Start of DATA EXCERPTS

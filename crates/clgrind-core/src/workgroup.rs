//! Work-group execution
//!
//! A [`WorkGroup`] owns its work-items and its local memory. Work-items are
//! stepped cooperatively in a fixed order: each runs until it reaches a
//! barrier, a collective wait or its end. When every item is waiting at the
//! same barrier the group releases them together; any other mix is barrier
//! divergence and aborts the group.
//!
//! ```text
//!   ┌──────── sweep ────────┐
//!   │ item0 ─► BARRIER      │      all at BARRIER ─► run async copies
//!   │ item1 ─► BARRIER      │ ───►                   notify barrier
//!   │ item2 ─► BARRIER      │                        items ─► READY
//!   └───────────────────────┘      mixed ─────────► divergence, abort
//! ```

use crate::diagnostic::Diagnostic;
use crate::error::{Result, SimError};
use crate::invocation::KernelInvocation;
use crate::ir::{AddressSpace, GlobalId, InstructionRef};
use crate::kernel::ArgValue;
use crate::launch::Size3;
use crate::memory::{MemFlags, Memory};
use crate::plugin::{Allocation, Entity};
use crate::workitem::{ExecEnv, WorkItem, WorkItemState};
use crate::flags::flag_set;
use clgrind_tracing::perf_span;
use std::collections::BTreeMap;

flag_set! {
    /// Memory fence scope of a barrier.
    pub struct FenceFlags {
        const LOCAL = 1;
        const GLOBAL = 2;
    }
}

/// A collective strided copy issued by every work-item of a group.
#[derive(Debug, Clone, PartialEq, Eq)]
pub struct AsyncCopy {
    pub dst: u64,
    pub src: u64,
    pub dst_space: AddressSpace,
    pub src_space: AddressSpace,
    pub element_size: u64,
    pub num_elements: u64,
    /// Distance between source elements, in elements
    pub src_stride: u64,
    /// Distance between destination elements, in elements
    pub dst_stride: u64,
    pub event: u64,
    pub instruction: InstructionRef,
}
#[cfg(test)]
mod tests {
    use super::*;
    use proptest::prelude::*;

    fn access(item: usize, store: bool, atomic: bool, value: Option<u8>) -> Access {
        Access {
            accessor: Accessor::Item(item),
            group: 0,
            store,
            atomic,
            value,
            instruction: None,
        }
    }

    #[test]
    fn test_predicate_table() {
        let load_a = access(0, false, false, None);
        let load_b = access(1, false, false, None);
        let store_a = access(0, true, false, Some(1));
        let store_b = access(1, true, false, Some(1));
        let store_b2 = access(1, true, false, Some(2));

        assert!(!races(None, Some(&store_b), true));
        assert!(!races(Some(&store_a), Some(&load_a), true));
        assert!(!races(Some(&load_a), Some(&load_b), true));
        assert!(races(Some(&store_a), Some(&load_b), true));
        assert!(races(Some(&load_a), Some(&store_b), true));
        assert!(races(Some(&store_a), Some(&store_b2), true));
        assert!(!races(Some(&store_a), Some(&store_b), true));
        assert!(races(Some(&store_a), Some(&store_b), false));
    }

    #[test]
    fn test_atomics_only_race_with_plain_accesses() {
        let atomic_a = access(0, true, true, None);
        let atomic_b = access(1, true, true, None);
        let plain_b = access(1, false, false, None);
        assert!(!races(Some(&atomic_a), Some(&atomic_b), false));
        assert!(races(Some(&atomic_a), Some(&plain_b), true));
    }

    #[test]
    fn test_record_keeps_loads_per_accessor() {
        let mut record = ByteRecord::default();
        record.insert(access(0, false, false, None));
        record.insert(access(0, false, false, None));
        record.insert(access(1, false, false, None));
        assert_eq!(record.accesses().count(), 2);

        record.insert(access(2, false, false, None));
        assert_eq!(record.loads[1].map(|l| l.accessor), Some(Accessor::Item(2)));

        record.insert(access(3, true, false, Some(0)));
        assert_eq!(record.accesses().count(), 1);
    }

    #[test]
    fn test_coords_rebuilt_from_launch() {
        let launch = LaunchConfig::new_1d(16, 4).with_offset(Size3::new(100, 0, 0));
        let coords = RaceDetector::coords(&launch, Accessor::Item(9));
        assert_eq!(
            coords,
            EntityCoords::WorkItem {
                global: Size3::new(109, 0, 0),
                local: Size3::new(1, 0, 0),
                group: Size3::new(2, 0, 0),
            }
        );
    }

    proptest! {
        #[test]
        fn prop_predicate_is_symmetric(
            a_item in 0usize..3, b_item in 0usize..3,
            a_store: bool, b_store: bool,
            a_atomic: bool, b_atomic: bool,
            a_value in 0u8..2, b_value in 0u8..2,
            uniform: bool,
        ) {
            let a = access(a_item, a_store, a_atomic, Some(a_value));
            let b = access(b_item, b_store, b_atomic, Some(b_value));
            prop_assert_eq!(races(Some(&a), Some(&b), uniform), races(Some(&b), Some(&a), uniform));
        }
    }
}
//! Instrumentation bus
//!
//! Analyses implement [`Plugin`] and register with a [`crate::Context`]. Every
//! simulation event is broadcast synchronously, in registration order, on the
//! thread that produced it.
//!
//! Plugins declare which event families they consume through
//! [`Plugin::capabilities`]; the [`PluginRegistry`] only calls the hooks of
//! plugins that declared the matching capability, so a plugin interested in
//! memory traffic pays nothing for instruction events.
//!
//! ```text
//!  WorkItem / WorkGroup / KernelInvocation / Context (host API)
//!                         │ event
//!                         ▼
//!  ┌──────────────────────────────────────────────────────┐
//!  │ PluginRegistry: per-capability lists, in order       │
//!  └───────┬──────────────────┬──────────────────┬────────┘
//!          ▼                  ▼                  ▼
//!     RaceDetector     Uninitialized         Logger ...
//! ```

use crate::diagnostic::{Diagnostic, EntityCoords};
use crate::invocation::KernelInvocation;
use crate::ir::{Instruction, InstructionRef};
use crate::memory::{AtomicOp, MapFlags, MemFlags, Memory};
use crate::value::TypedValue;
use crate::workgroup::{AsyncCopy, FenceFlags, WorkGroup};
use crate::workitem::WorkItem;
use crate::flags::flag_set;
use std::sync::Arc;

flag_set! {
    /// Event families a plugin consumes.
    pub struct Capabilities {
        /// `kernel_begin`, `kernel_end`
        const KERNEL = 1 << 0;
        /// `work_group_begin`, `work_group_complete`, `work_group_barrier`
        const WORK_GROUP = 1 << 1;
        /// `work_item_begin`, `work_item_complete`, `work_item_barrier`
        const WORK_ITEM = 1 << 2;
        /// `instruction_executed`
        const INSTRUCTION = 1 << 3;
        /// Allocation and kernel-side memory access hooks
        const MEMORY = 1 << 4;
        /// Host reads, writes, maps and unmaps
        const HOST_MEMORY = 1 << 5;
        /// `work_group_async_copy`
        const ASYNC_COPY = 1 << 6;
        /// `log`
        const LOG = 1 << 7;
    }
}

const NUM_CAPABILITIES: usize = 8;

/// The simulation entity that performed an action.
#[derive(Clone, Copy)]
pub enum Entity<'a> {
    WorkItem(&'a WorkItem),
    WorkGroup(&'a WorkGroup),
}

impl Entity<'_> {
    pub fn coords(&self) -> EntityCoords {
        match self {
            Entity::WorkItem(item) => item.coords(),
            Entity::WorkGroup(group) => EntityCoords::WorkGroup {
                group: group.group_id(),
            },
        }
    }

    /// Index of the worker thread running the entity.
    pub fn worker(&self) -> usize {
        match self {
            Entity::WorkItem(item) => item.worker(),
            Entity::WorkGroup(group) => group.worker(),
        }
    }

    /// Linear index of the work-group the entity belongs to.
    pub fn group_index(&self) -> usize {
        match self {
            Entity::WorkItem(item) => item.group_index(),
            Entity::WorkGroup(group) => group.group_index(),
        }
    }

    pub fn as_work_item(&self) -> Option<&WorkItem> {
        match self {
            Entity::WorkItem(item) => Some(item),
            Entity::WorkGroup(_) => None,
        }
    }
}

impl std::fmt::Debug for Entity<'_> {
    fn fmt(&self, f: &mut std::fmt::Formatter<'_>) -> std::fmt::Result {
        write!(f, "{}", self.coords())
    }
}

/// A new buffer in some memory.
#[derive(Debug, Clone, Copy)]
pub struct Allocation<'a> {
    pub memory: &'a Memory,
    pub address: u64,
    pub size: u64,
    pub flags: MemFlags,
    /// Bytes the buffer was initialized with, if any
    pub init: Option<&'a [u8]>,
    /// Work-item or work-group owning the allocation; `None` for host and
    /// program-scope allocations
    pub owner: Option<Entity<'a>>,
}

/// Observer of simulation events.
///
/// Every hook has an empty default; implement the ones matching the declared
/// [`Capabilities`].
#[allow(unused_variables)]
pub trait Plugin: Send + Sync {
    fn name(&self) -> &str;

    fn capabilities(&self) -> Capabilities;

    /// Plugins that mutate shared state without synchronization return
    /// false, which restricts kernel execution to a single worker thread.
    fn is_thread_safe(&self) -> bool {
        true
    }

    // ============================================================================================
    // Lifecycle
    // ============================================================================================

    fn kernel_begin(&self, invocation: &KernelInvocation<'_>) {}

    fn kernel_end(&self, invocation: &KernelInvocation<'_>) {}

    fn work_group_begin(&self, group: &WorkGroup) {}

    fn work_group_complete(&self, group: &WorkGroup) {}

    fn work_group_barrier(&self, group: &WorkGroup, flags: FenceFlags) {}

    fn work_item_begin(&self, item: &WorkItem) {}

    fn work_item_complete(&self, item: &WorkItem) {}

    fn work_item_barrier(&self, item: &WorkItem, flags: FenceFlags) {}

    // ============================================================================================
    // Execution
    // ============================================================================================

    /// Called after `instruction` (at `at`) has executed. `result` is the
    /// value it defined, or the returned value for `ret`.
    fn instruction_executed(
        &self,
        item: &WorkItem,
        instruction: &Instruction,
        at: InstructionRef,
        result: Option<&TypedValue>,
    ) {
    }

    // ============================================================================================
    // Memory
    // ============================================================================================

    fn memory_allocated(&self, allocation: &Allocation<'_>) {}

    fn memory_deallocated(&self, memory: &Memory, address: u64, owner: Option<Entity<'_>>) {}

    fn memory_load(&self, entity: Entity<'_>, memory: &Memory, address: u64, size: u64) {}

    fn memory_store(&self, entity: Entity<'_>, memory: &Memory, address: u64, data: &[u8]) {}

    fn memory_atomic_load(&self, entity: Entity<'_>, memory: &Memory, op: AtomicOp, address: u64, size: u64) {}

    fn memory_atomic_store(&self, entity: Entity<'_>, memory: &Memory, op: AtomicOp, address: u64, size: u64) {}

    fn memory_map(&self, memory: &Memory, address: u64, size: u64, flags: MapFlags) {}

    fn memory_unmap(&self, memory: &Memory, address: u64, size: u64, flags: MapFlags) {}

    fn host_memory_load(&self, memory: &Memory, address: u64, size: u64) {}

    fn host_memory_store(&self, memory: &Memory, address: u64, data: &[u8]) {}

    fn work_group_async_copy(&self, group: &WorkGroup, copy: &AsyncCopy) {}

    // ============================================================================================
    // Diagnostics
    // ============================================================================================

    /// A deduplicated diagnostic surfaced by the context.
    fn log(&self, diagnostic: &Diagnostic) {}
}

// ================================================================================================
// Registry
// ================================================================================================

/// Ordered plugin list with per-capability dispatch tables.
#[derive(Default, Clone)]
pub struct PluginRegistry {
    plugins: Vec<Arc<dyn Plugin>>,
    by_capability: [Vec<Arc<dyn Plugin>>; NUM_CAPABILITIES],
}

fn slot(capability: Capabilities) -> usize {
    capability.bits().trailing_zeros() as usize
}

impl PluginRegistry {
    pub fn new() -> Self {
        Self::default()
    }

    pub fn register(&mut self, plugin: Arc<dyn Plugin>) {
        let capabilities = plugin.capabilities();
        for capability in capabilities.iter() {
            self.by_capability[slot(capability)].push(Arc::clone(&plugin));
        }
        tracing::debug!(plugin = plugin.name(), capabilities = ?capabilities, "plugin_registered");
        self.plugins.push(plugin);
    }

    /// Remove every registration of `plugin`.
    pub fn unregister(&mut self, plugin: &Arc<dyn Plugin>) {
        self.plugins.retain(|p| !Arc::ptr_eq(p, plugin));
        for list in &mut self.by_capability {
            list.retain(|p| !Arc::ptr_eq(p, plugin));
        }
    }

    pub fn len(&self) -> usize {
        self.plugins.len()
    }

    pub fn is_empty(&self) -> bool {
        self.plugins.is_empty()
    }

    pub fn plugins(&self) -> &[Arc<dyn Plugin>] {
        &self.plugins
    }

    /// Whether any plugin consumes `capability`.
    #[inline]
    pub fn wants(&self, capability: Capabilities) -> bool {
        !self.by_capability[slot(capability)].is_empty()
    }

    pub fn all_thread_safe(&self) -> bool {
        self.plugins.iter().all(|p| p.is_thread_safe())
    }

    #[inline]
    fn each(&self, capability: Capabilities, f: impl Fn(&dyn Plugin)) {
        for plugin in &self.by_capability[slot(capability)] {
            f(plugin.as_ref());
        }
    }

    pub fn kernel_begin(&self, invocation: &KernelInvocation<'_>) {
        self.each(Capabilities::KERNEL, |p| p.kernel_begin(invocation));
    }

    pub fn kernel_end(&self, invocation: &KernelInvocation<'_>) {
        self.each(Capabilities::KERNEL, |p| p.kernel_end(invocation));
    }

    pub fn work_group_begin(&self, group: &WorkGroup) {
        self.each(Capabilities::WORK_GROUP, |p| p.work_group_begin(group));
    }

    pub fn work_group_complete(&self, group: &WorkGroup) {
        self.each(Capabilities::WORK_GROUP, |p| p.work_group_complete(group));
    }

    pub fn work_group_barrier(&self, group: &WorkGroup, flags: FenceFlags) {
        self.each(Capabilities::WORK_GROUP, |p| p.work_group_barrier(group, flags));
    }

    pub fn work_item_begin(&self, item: &WorkItem) {
        self.each(Capabilities::WORK_ITEM, |p| p.work_item_begin(item));
    }

    pub fn work_item_complete(&self, item: &WorkItem) {
        self.each(Capabilities::WORK_ITEM, |p| p.work_item_complete(item));
    }

    pub fn work_item_barrier(&self, item: &WorkItem, flags: FenceFlags) {
        self.each(Capabilities::WORK_ITEM, |p| p.work_item_barrier(item, flags));
    }

    pub fn instruction_executed(
        &self,
        item: &WorkItem,
        instruction: &Instruction,
        at: InstructionRef,
        result: Option<&TypedValue>,
    ) {
        self.each(Capabilities::INSTRUCTION, |p| {
            p.instruction_executed(item, instruction, at, result)
        });
    }

    pub fn memory_allocated(&self, allocation: &Allocation<'_>) {
        self.each(Capabilities::MEMORY, |p| p.memory_allocated(allocation));
    }

    pub fn memory_deallocated(&self, memory: &Memory, address: u64, owner: Option<Entity<'_>>) {
        self.each(Capabilities::MEMORY, |p| p.memory_deallocated(memory, address, owner));
    }

    pub fn memory_load(&self, entity: Entity<'_>, memory: &Memory, address: u64, size: u64) {
        self.each(Capabilities::MEMORY, |p| p.memory_load(entity, memory, address, size));
    }

    pub fn memory_store(&self, entity: Entity<'_>, memory: &Memory, address: u64, data: &[u8]) {
        self.each(Capabilities::MEMORY, |p| p.memory_store(entity, memory, address, data));
    }

    pub fn memory_atomic_load(&self, entity: Entity<'_>, memory: &Memory, op: AtomicOp, address: u64, size: u64) {
        self.each(Capabilities::MEMORY, |p| {
            p.memory_atomic_load(entity, memory, op, address, size)
        });
    }

    pub fn memory_atomic_store(&self, entity: Entity<'_>, memory: &Memory, op: AtomicOp, address: u64, size: u64) {
        self.each(Capabilities::MEMORY, |p| {
            p.memory_atomic_store(entity, memory, op, address, size)
        });
    }

    pub fn memory_map(&self, memory: &Memory, address: u64, size: u64, flags: MapFlags) {
        self.each(Capabilities::HOST_MEMORY, |p| p.memory_map(memory, address, size, flags));
    }

    pub fn memory_unmap(&self, memory: &Memory, address: u64, size: u64, flags: MapFlags) {
        self.each(Capabilities::HOST_MEMORY, |p| p.memory_unmap(memory, address, size, flags));
    }

    pub fn host_memory_load(&self, memory: &Memory, address: u64, size: u64) {
        self.each(Capabilities::HOST_MEMORY, |p| p.host_memory_load(memory, address, size));
    }

    pub fn host_memory_store(&self, memory: &Memory, address: u64, data: &[u8]) {
        self.each(Capabilities::HOST_MEMORY, |p| p.host_memory_store(memory, address, data));
    }

    pub fn work_group_async_copy(&self, group: &WorkGroup, copy: &AsyncCopy) {
        self.each(Capabilities::ASYNC_COPY, |p| p.work_group_async_copy(group, copy));
    }

    pub fn log(&self, diagnostic: &Diagnostic) {
        self.each(Capabilities::LOG, |p| p.log(diagnostic));
    }
}

impl std::fmt::Debug for PluginRegistry {
    fn fmt(&self, f: &mut std::fmt::Formatter<'_>) -> std::fmt::Result {
        f.debug_list().entries(self.plugins.iter().map(|p| p.name())).finish()
    }
}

End of DATA EXCERPTS

▶ _YOUR OBJECTIVE_: Check each line above for the string "hooks" and show the ones that have it.

▶ _ANSWER BOX_:
//! [`Plugin::capabilities`]; the [`PluginRegistry`] only calls the hooks of
        /// Allocation and kernel-side memory access hooks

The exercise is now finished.